What is needed. Write back each entry precisely as it is given.

Data for review.
......

use {
    crate::registers::Register,
    std::{fmt, io},
};

#[derive(PartialEq, Eq, Clone, Debug)]
pub struct Label(String);

impl Label {
    pub fn named(name: &str) -> Label {
        Label(String::from(name))
    }

    pub fn name(&self) -> &str {
        &self.0
    }
}

impl fmt::Display for Label {
    fn fmt(&self, f: &mut fmt::Formatter) -> fmt::Result {
        write!(f, "{}", self.0)
    }
}

/// One line of the listing: an instruction or directive with up to three operands, or a label
/// ending in a colon.
#[derive(PartialEq, Eq, Clone, Debug)]
pub struct Instruction {
    pub mnemonic: String,
    pub operands: Vec<String>,
}

impl Instruction {
    pub fn new(mnemonic: &str, operands: Vec<String>) -> Instruction {
        debug_assert!(operands.len() <= 3);
        Instruction {
            mnemonic: String::from(mnemonic),
            operands,
        }
    }

    pub fn label(label: &Label) -> Instruction {
        Instruction {
            mnemonic: format!("{}:", label),
            operands: vec![],
        }
    }

    pub fn is_label(&self) -> bool {
        self.mnemonic.ends_with(':')
    }
}

impl fmt::Display for Instruction {
    fn fmt(&self, f: &mut fmt::Formatter) -> fmt::Result {
        if !self.is_label() && !self.mnemonic.starts_with('.') {
            write!(f, "    ")?;
        }

        write!(f, "{}", self.mnemonic)?;
        for (i, operand) in self.operands.iter().enumerate() {
            write!(f, "{}{}", if i == 0 { " " } else { ", " }, operand)?;
        }
        Ok(())
    }
}

/// `offset(base)` addressing.
pub fn memory(offset: i32, base: Register) -> String {
    format!("{}({})", offset, base)
}

/// The listing being built, in order.
#[derive(Debug, Default)]
pub struct CodeTable {
    instructions: Vec<Instruction>,
    label_count: usize,
}

impl CodeTable {
    pub fn new() -> CodeTable {
        CodeTable::default()
    }

    pub fn push(&mut self, instruction: Instruction) {
        self.instructions.push(instruction);
    }

    pub fn op0(&mut self, mnemonic: &str) {
        self.push(Instruction::new(mnemonic, vec![]));
    }

    pub fn op1(&mut self, mnemonic: &str, a: impl fmt::Display) {
        self.push(Instruction::new(mnemonic, vec![a.to_string()]));
    }

    pub fn op2(&mut self, mnemonic: &str, a: impl fmt::Display, b: impl fmt::Display) {
        self.push(Instruction::new(mnemonic, vec![a.to_string(), b.to_string()]));
    }

    pub fn op3(
        &mut self,
        mnemonic: &str,
        a: impl fmt::Display,
        b: impl fmt::Display,
        c: impl fmt::Display,
    ) {
        self.push(Instruction::new(
            mnemonic,
            vec![a.to_string(), b.to_string(), c.to_string()],
        ));
    }

    /// A label no other call has produced, e.g. `.L4_while`.
    pub fn new_label(&mut self, suffix: &str) -> Label {
        let label = Label(format!(".L{}{}", self.label_count, suffix));
        self.label_count += 1;
        label
    }

    pub fn place_label(&mut self, label: &Label) {
        self.push(Instruction::label(label));
    }

    pub fn addiu(&mut self, dest: Register, src: Register, immediate: i32) {
        self.op3("addiu", dest, src, immediate);
    }

    pub fn branch(&mut self, label: &Label) {
        self.op1("b", label);
    }

    pub fn instructions(&self) -> &[Instruction] {
        &self.instructions
    }

    pub fn len(&self) -> usize {
        self.instructions.len()
    }

    pub fn is_empty(&self) -> bool {
        self.instructions.is_empty()
    }

    pub fn write_to(&self, out: &mut impl io::Write) -> io::Result<()> {
        for instruction in self.instructions.iter() {
            writeln!(out, "{}", instruction)?;
        }
        Ok(())
    }
}

impl fmt::Display for CodeTable {
    fn fmt(&self, f: &mut fmt::Formatter) -> fmt::Result {
        for instruction in self.instructions.iter() {
            writeln!(f, "{}", instruction)?;
        }
        Ok(())
    }
}

#[derive(PartialEq, Eq, Clone, Debug)]
pub struct LoopLabels {
    pub start: Label,
    pub done: Label,

    /// Stack offset when the loop was entered. A `break` unwinds back to it.
    pub stack_offset: i32,
}

/// Labels of the loops enclosing the code being generated, innermost last.
#[derive(Debug, Default)]
pub struct LoopStack {
    loops: Vec<LoopLabels>,
}

impl LoopStack {
    pub fn push(&mut self, labels: LoopLabels) {
        self.loops.push(labels);
    }

    pub fn pop(&mut self) -> Option<LoopLabels> {
        self.loops.pop()
    }

    pub fn innermost(&self) -> Option<&LoopLabels> {
        self.loops.last()
    }

    pub fn depth(&self) -> usize {
        self.loops.len()
    }
}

......

Result for this task.
use {
    crate::registers::Register,
    std::{fmt, io},
};

#[derive(PartialEq, Eq, Clone, Debug)]
pub struct Label(String);

impl Label {
    pub fn named(name: &str) -> Label {
        Label(String::from(name))
    }

    pub fn name(&self) -> &str {
        &self.0
    }
}

impl fmt::Display for Label {
    fn fmt(&self, f: &mut fmt::Formatter) -> fmt::Result {
        write!(f, "{}", self.0)
    }
}

/// One line of the listing: an instruction or directive with up to three operands, or a label
/// ending in a colon.
#[derive(PartialEq, Eq, Clone, Debug)]
pub struct Instruction {
    pub mnemonic: String,
    pub operands: Vec<String>,
}

impl Instruction {
    pub fn new(mnemonic: &str, operands: Vec<String>) -> Instruction {
        debug_assert!(operands.len() <= 3);
        Instruction {
            mnemonic: String::from(mnemonic),
            operands,
        }
    }

    pub fn label(label: &Label) -> Instruction {
        Instruction {
            mnemonic: format!("{}:", label),
            operands: vec![],
        }
    }

    pub fn is_label(&self) -> bool {
        self.mnemonic.ends_with(':')
    }
}

impl fmt::Display for Instruction {
    fn fmt(&self, f: &mut fmt::Formatter) -> fmt::Result {
        if !self.is_label() && !self.mnemonic.starts_with('.') {
            write!(f, "    ")?;
        }

        write!(f, "{}", self.mnemonic)?;
        for (i, operand) in self.operands.iter().enumerate() {
            write!(f, "{}{}", if i == 0 { " " } else { ", " }, operand)?;
        }
        Ok(())
    }
}

/// `offset(base)` addressing.
pub fn memory(offset: i32, base: Register) -> String {
    format!("{}({})", offset, base)
}

/// The listing being built, in order.
#[derive(Debug, Default)]
pub struct CodeTable {
    instructions: Vec<Instruction>,
    label_count: usize,
}

impl CodeTable {
    pub fn new() -> CodeTable {
        CodeTable::default()
    }

    pub fn push(&mut self, instruction: Instruction) {
        self.instructions.push(instruction);
    }

    pub fn op0(&mut self, mnemonic: &str) {
        self.push(Instruction::new(mnemonic, vec![]));
    }

    pub fn op1(&mut self, mnemonic: &str, a: impl fmt::Display) {
        self.push(Instruction::new(mnemonic, vec![a.to_string()]));
    }

    pub fn op2(&mut self, mnemonic: &str, a: impl fmt::Display, b: impl fmt::Display) {
        self.push(Instruction::new(mnemonic, vec![a.to_string(), b.to_string()]));
    }

    pub fn op3(
        &mut self,
        mnemonic: &str,
        a: impl fmt::Display,
        b: impl fmt::Display,
        c: impl fmt::Display,
    ) {
        self.push(Instruction::new(
            mnemonic,
            vec![a.to_string(), b.to_string(), c.to_string()],
        ));
    }

    /// A label no other call has produced, e.g. `.L4_while`.
    pub fn new_label(&mut self, suffix: &str) -> Label {
        let label = Label(format!(".L{}{}", self.label_count, suffix));
        self.label_count += 1;
        label
    }

    pub fn place_label(&mut self, label: &Label) {
        self.push(Instruction::label(label));
    }

    pub fn addiu(&mut self, dest: Register, src: Register, immediate: i32) {
        self.op3("addiu", dest, src, immediate);
    }

    pub fn branch(&mut self, label: &Label) {
        self.op1("b", label);
    }

    pub fn instructions(&self) -> &[Instruction] {
        &self.instructions
    }

    pub fn len(&self) -> usize {
        self.instructions.len()
    }

    pub fn is_empty(&self) -> bool {
        self.instructions.is_empty()
    }

    pub fn write_to(&self, out: &mut impl io::Write) -> io::Result<()> {
        for instruction in self.instructions.iter() {
            writeln!(out, "{}", instruction)?;
        }
        Ok(())
    }
}

impl fmt::Display for CodeTable {
    fn fmt(&self, f: &mut fmt::Formatter) -> fmt::Result {
        for instruction in self.instructions.iter() {
            writeln!(f, "{}", instruction)?;
        }
        Ok(())
    }
}

#[derive(PartialEq, Eq, Clone, Debug)]
pub struct LoopLabels {
    pub start: Label,
    pub done: Label,

    /// Stack offset when the loop was entered. A `break` unwinds back to it.
    pub stack_offset: i32,
}

/// Labels of the loops enclosing the code being generated, innermost last.
#[derive(Debug, Default)]
pub struct LoopStack {
    loops: Vec<LoopLabels>,
}

impl LoopStack {
    pub fn push(&mut self, labels: LoopLabels) {
        self.loops.push(labels);
    }

    pub fn pop(&mut self) -> Option<LoopLabels> {
        self.loops.pop()
    }

    pub fn innermost(&self) -> Option<&LoopLabels> {
        self.loops.last()
    }

    pub fn depth(&self) -> usize {
        self.loops.len()
    }
}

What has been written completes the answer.